Egyptian President Abdel Fattah al-Sisi on Thursday asked judges to work as part of a Cairo-based committee seeking to target the sources of terror financing.
The Egyptian Authorities have been for years working on confronting networks financing extremist groups, mainly the Muslim Brotherhood, which is considered a terrorist organization.
The committee is tasked with enforcing the provisions of sentences related to funding terrorist groups.
The anti-terror law adopted in 2015 calls for harsh sentences on financing terrorist groups.
Militants have launched an insurgency in the Sinai Peninsula after the military overthrew Mohammed Morsi, the Muslim Brotherhood-affiliated president, in 2013.
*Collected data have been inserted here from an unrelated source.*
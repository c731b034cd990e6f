//! jmut-core: journal entry mutation engine.
//!
//! Takes one flat journal record (field name → string value) and produces a
//! new one by renaming and merging fields and normalizing field names.
//!
//! # Pipeline
//!
//! ```text
//! raw options ──► MutatorOptions::validate ──► Mutator
//!
//! record ──► ToRecord ──► remap::apply ──► names::apply ──► Record
//! ```
//!
//! Validation is the only fallible step and runs once, when the [`Mutator`]
//! is built. [`Mutator::run`] never fails and never logs.

pub mod mutator;
pub mod names;
pub mod options;
pub mod remap;
pub mod types;

pub use mutator::{build, Mutator};
pub use options::{MutatorOptions, MutatorOptionsBuilder, OptionError};
pub use types::{FieldMap, Record, RenameRule, ToRecord};
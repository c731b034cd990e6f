//! Option validation.
//!
//! [`MutatorOptions::validate`] turns loosely typed options (a JSON-shaped
//! mapping, as handed over by whatever loaded the configuration) into an
//! immutable, checked [`MutatorOptions`]. Every structural problem surfaces
//! here as an [`OptionError`], before any record is processed.

use serde_json::{Map, Value};

use crate::types::FieldMap;

pub const FIELD_MAP: &str = "field_map";
pub const FIELD_MAP_STRICT: &str = "field_map_strict";
pub const FIELDS_STRIP_UNDERSCORES: &str = "fields_strip_underscores";
pub const FIELDS_LOWERCASE: &str = "fields_lowercase";

/// Every option name the mutator recognizes.
pub const OPTION_NAMES: &[&str] = &[
    FIELD_MAP,
    FIELD_MAP_STRICT,
    FIELDS_STRIP_UNDERSCORES,
    FIELDS_LOWERCASE,
];

/// Structurally invalid mutator configuration.
#[derive(Debug, thiserror::Error)]
pub enum OptionError {
    #[error("options must be a mapping, got {found}")]
    NotAMapping { found: &'static str },

    #[error("`{option}` must be a boolean, got {found}")]
    NotBoolean {
        option: &'static str,
        found: &'static str,
    },

    #[error("`field_map` must be a mapping, got {found}")]
    FieldMapNotObject { found: &'static str },

    #[error("`field_map` is not valid JSON: {0}")]
    FieldMapJson(#[source] serde_json::Error),

    #[error("`field_map` source names must be non-empty strings")]
    EmptySource,

    #[error("`field_map` target for `{source_field}` must be a string or a list of strings, got {found}")]
    InvalidTarget {
        source_field: String,
        found: &'static str,
    },

    #[error("`field_map` target #{index} for `{source_field}` must be a string, got {found}")]
    InvalidTargetElement {
        source_field: String,
        index: usize,
        found: &'static str,
    },
}

/// Validated mutator configuration. Immutable once built.
#[derive(Debug, Clone, Default, PartialEq, Eq)]
pub struct MutatorOptions {
    field_map: FieldMap,
    field_map_strict: bool,
    fields_strip_underscores: bool,
    fields_lowercase: bool,
}

impl MutatorOptions {
    /// Validate raw options. `raw` must be a mapping; absent options take
    /// their defaults.
    pub fn validate(raw: &Value) -> Result<Self, OptionError> {
        match raw {
            Value::Object(map) => Self::from_map(map),
            // An absent options block is the same as an empty one.
            Value::Null => Ok(Self::default()),
            other => Err(OptionError::NotAMapping {
                found: type_name(other),
            }),
        }
    }

    /// Names outside [`OPTION_NAMES`] are ignored; reporting them is up to
    /// the host.
    pub fn from_map(map: &Map<String, Value>) -> Result<Self, OptionError> {
        let field_map = match map.get(FIELD_MAP) {
            Some(v) => parse_field_map(v)?,
            None => FieldMap::default(),
        };

        Ok(Self {
            field_map,
            field_map_strict: flag(map, FIELD_MAP_STRICT)?,
            fields_strip_underscores: flag(map, FIELDS_STRIP_UNDERSCORES)?,
            fields_lowercase: flag(map, FIELDS_LOWERCASE)?,
        })
    }

    pub fn builder() -> MutatorOptionsBuilder {
        MutatorOptionsBuilder::default()
    }

    pub fn field_map(&self) -> &FieldMap {
        &self.field_map
    }

    pub fn field_map_strict(&self) -> bool {
        self.field_map_strict
    }

    pub fn fields_strip_underscores(&self) -> bool {
        self.fields_strip_underscores
    }

    pub fn fields_lowercase(&self) -> bool {
        self.fields_lowercase
    }

    /// Strict mode with nothing to keep. Legal, but every record comes out
    /// empty; hosts should warn about it.
    pub fn drops_everything(&self) -> bool {
        self.field_map_strict && self.field_map.is_empty()
    }
}

/// Typed construction path for callers that already hold Rust values.
#[derive(Debug, Default)]
pub struct MutatorOptionsBuilder {
    options: MutatorOptions,
}

impl MutatorOptionsBuilder {
    /// Route `source` to each of `targets`, in order.
    pub fn rename<S, I, T>(mut self, source: S, targets: I) -> Result<Self, OptionError>
    where
        S: Into<String>,
        I: IntoIterator<Item = T>,
        T: Into<String>,
    {
        self.options.field_map.insert(source, targets)?;
        Ok(self)
    }

    pub fn field_map_strict(mut self, strict: bool) -> Self {
        self.options.field_map_strict = strict;
        self
    }

    pub fn fields_strip_underscores(mut self, strip: bool) -> Self {
        self.options.fields_strip_underscores = strip;
        self
    }

    pub fn fields_lowercase(mut self, lowercase: bool) -> Self {
        self.options.fields_lowercase = lowercase;
        self
    }

    pub fn build(self) -> MutatorOptions {
        self.options
    }
}

// ---------------------------------------------------------------------------
// Helpers
// ---------------------------------------------------------------------------

fn flag(map: &Map<String, Value>, option: &'static str) -> Result<bool, OptionError> {
    match map.get(option) {
        None => Ok(false),
        Some(Value::Bool(b)) => Ok(*b),
        Some(other) => Err(OptionError::NotBoolean {
            option,
            found: type_name(other),
        }),
    }
}

fn parse_field_map(value: &Value) -> Result<FieldMap, OptionError> {
    // Hash-typed config parameters arrive as JSON text.
    let parsed;
    let object = match value {
        Value::Object(obj) => obj,
        Value::String(text) => {
            parsed = serde_json::from_str::<Value>(text).map_err(OptionError::FieldMapJson)?;
            match &parsed {
                Value::Object(obj) => obj,
                other => {
                    return Err(OptionError::FieldMapNotObject {
                        found: type_name(other),
                    })
                }
            }
        }
        other => {
            return Err(OptionError::FieldMapNotObject {
                found: type_name(other),
            })
        }
    };

    let mut field_map = FieldMap::new();
    for (source, targets) in object {
        let targets = match targets {
            Value::String(t) => vec![t.clone()],
            Value::Array(items) => items
                .iter()
                .enumerate()
                .map(|(index, item)| match item {
                    Value::String(t) => Ok(t.clone()),
                    other => Err(OptionError::InvalidTargetElement {
                        source_field: source.clone(),
                        index,
                        found: type_name(other),
                    }),
                })
                .collect::<Result<Vec<_>, _>>()?,
            other => {
                return Err(OptionError::InvalidTarget {
                    source_field: source.clone(),
                    found: type_name(other),
                })
            }
        };
        field_map.insert(source.as_str(), targets)?;
    }
    Ok(field_map)
}

fn type_name(value: &Value) -> &'static str {
    match value {
        Value::Null => "null",
        Value::Bool(_) => "boolean",
        Value::Number(_) => "number",
        Value::String(_) => "string",
        Value::Array(_) => "list",
        Value::Object(_) => "mapping",
    }
}

// ---------------------------------------------------------------------------
// Tests
// ---------------------------------------------------------------------------
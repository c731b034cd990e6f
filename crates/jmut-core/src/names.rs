//! Field name normalizer: underscore stripping and lowercasing.
//!
//! Only names change; values are carried over untouched. When two fields
//! normalize to the same name the one visited last (in sorted key order) wins.

use crate::types::Record;

/// Rename every field of `record` according to the two flags.
pub fn apply(record: Record, strip_underscores: bool, lowercase: bool) -> Record {
    if !strip_underscores && !lowercase {
        return record;
    }
    record
        .into_iter()
        .map(|(name, value)| (normalize(&name, strip_underscores, lowercase), value))
        .collect()
}

/// Normalize a single field name.
///
/// All leading underscores are removed, so `__REALTIME` and `_REALTIME` both
/// become `REALTIME`. A name made only of underscores is left alone rather
/// than collapsing to the empty string. Lowercasing is ASCII-only and runs
/// after stripping.
pub fn normalize(name: &str, strip_underscores: bool, lowercase: bool) -> String {
    let name = if strip_underscores {
        match name.trim_start_matches('_') {
            "" => name,
            stripped => stripped,
        }
    } else {
        name
    };

    if lowercase {
        name.to_ascii_lowercase()
    } else {
        name.to_string()
    }
}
Several extremist groups operate in the Sinai, including Ansar Bait al-Maqdis, which pledged allegiance to ISIS in 2014 and named itself ISIS-Sinai Province.
In a related development, the Cairo Criminal Court on Thursday sentenced a former economic adviser to Morsi along with 13 other people to life in prison for belonging to an illegal group.
Abdullah Shehata and the 13 others sentenced to life terms were accused of weapons possession, belonging to an illegal group and "violating citizens' freedoms".
The prosecution accused them of creating "special cells" to receive training in how to make sound bombs.